I hear this response meeting after meeting. I get the instinct to assume LinkedIn is the only worthwhile place to pay for content distribution if you’re a B2B company. LinkedIn has incredible ad targeting for B2B brands. When you’re selling a very specific product (say, enterprise content marketing software) to a very specific buyer, it’s incredibly useful to be able to target someone by job title, location, and company. On any other social network, it’s a crapshoot that people will accurately provide that information. On LinkedIn, it’s pretty much required. If I want to target the CMO of Pepsi with an e-book, LinkedIn is the first place I go.
But B2B marketers don’t eschew other social networks just because they love the targeting LinkedIn provides. They also believe users won’t be interested in work-related content on other social networks—particularly Facebook.
From all the data I’ve seen, the idea that people don’t care about B2B content on Facebook is a myth. Our strategy team runs content analysis for hundreds of niche B2B marketing topics each month, and consistently, we see that people love to share work-related content on Facebook. For topics ranging from demand generation marketing to logistics, Facebook accounts for the majority of shares for specialized B2B content.

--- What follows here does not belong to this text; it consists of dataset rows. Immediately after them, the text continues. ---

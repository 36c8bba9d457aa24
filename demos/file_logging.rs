//! File logging example
//!
//! Demonstrates file output with size-based rotation and runtime sink
//! selection changes.
//!
//! Run with: cargo run --example file_logging

use batchlog::prelude::*;

fn main() -> Result<()> {
    println!("=== batchlog - File Logging Example ===\n");

    // Rotate when the file reaches 4 KiB, keeping up to 3 rotated files
    let engine = LoggerEngine::builder()
        .prefix("file-demo")
        .sink_selection(SinkSelection::File)
        .file("file_demo.log", 4096, 3)
        .build()?;

    println!("1. Writing enough messages to trigger rotation:");
    for i in 0..200 {
        engine.info(format!("A reasonably sized log message number {}", i));
    }
    println!("   Wrote 200 messages to 'file_demo.log'");

    println!("\n2. Switching the sink selection at runtime:");
    engine.set_sink_selection(SinkSelection::ConsoleAndFile);
    engine.warning("This message goes to both console and file");

    println!("\n3. Re-targeting the file sink:");
    engine.setup_file("file_demo_other.log", 0, 0)?;
    engine.info("This message lands in the new file");

    engine.shutdown()?;

    println!("\n=== Example completed successfully! ===");
    println!("Check 'file_demo.log', its rotated siblings, and 'file_demo_other.log'");

    Ok(())
}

This trend shouldn’t come as a surprise. Facebook accounts for over 40 percent of all traffic to publisher sites, eclipsing Google. Over 90 percent of all content sharing occurs on Facebook, compared to just 2.5 percent for LinkedIn.2 It’s the biggest media empire in the world, and people share and consume every kind of content through the Facebook feed—wedding pictures, political analysis, cat videos, and yes, even white papers and articles about the insurance industry.
While Facebook seems like a network that’s separate from our work lives, it’s really not. Think about the people you engage with most on Facebook. You probably see a ton of content from college classmates and coworkers—the people you’ve spent most of your life with since Facebook came on the scene. These also happen to be individuals who likely have similar professional interests. I don’t think twice about sharing a work-related piece about marketing or tech, because half of my “friends” work in marketing or tech.
If you’re still skeptical about using Facebook for content distribution when you already have LinkedIn, consider these two additional reasons: It’s cheap, and the targeting is really good.
The incredible amount of time that people spend on Facebook (50 minutes per day) means that Facebook has a supply of attention that no competitor can match.1 In most ad campaigns we’ve run for Contently, Facebook is consistently 10 times cheaper than LinkedIn ($0.20 – $1.00 per click on Facebook versus $2.00 – 10.00 on LinkedIn).
This isn’t to say that marketers should ditch LinkedIn. Far from it. As I’ve written before, one of the biggest problems in content marketing is brands don’t allocate enough of their budget to distribution. They create a ton of content, put it on a blog, and expect people to just show up. But they’d be better served creating fewer stories and investing extra money in paid distribution to ensure their target audience actually reads them. Unless you already have a mature audience and dominate the conversation in your industry, you probably want to allocate at least 25 percent of your budget to content distribution.
That means using LinkedIn and Facebook in conjunction. While LinkedIn only accounts for about 2.5 percent of social shares of all content, it still drives at least 25 percent or more of shares for content focused on B2B topics. Clearly, users look for more work-related content when they’re on LinkedIn. The targeting capabilities are especially helpful if you’re running an account-based marketing program. To oversimplify a bit, the strategy mix I usually recommend looks like this:
Top-of-funnel content: Facebook, since it’s a very efficient way to build an audience.
Gated lead-gen and bottom-funnel content: LinkedIn. When the payoff is bigger, the targeting and context make up for the price tag.3
This year, B2B marketers need to experiment more aggressively with paid content distribution. But if they view LinkedIn as their only option, they’ll be doing themselves a disservice. Whether you love or hate Zuckerberg’s empire, it’s still one of the most powerful tools content marketers have.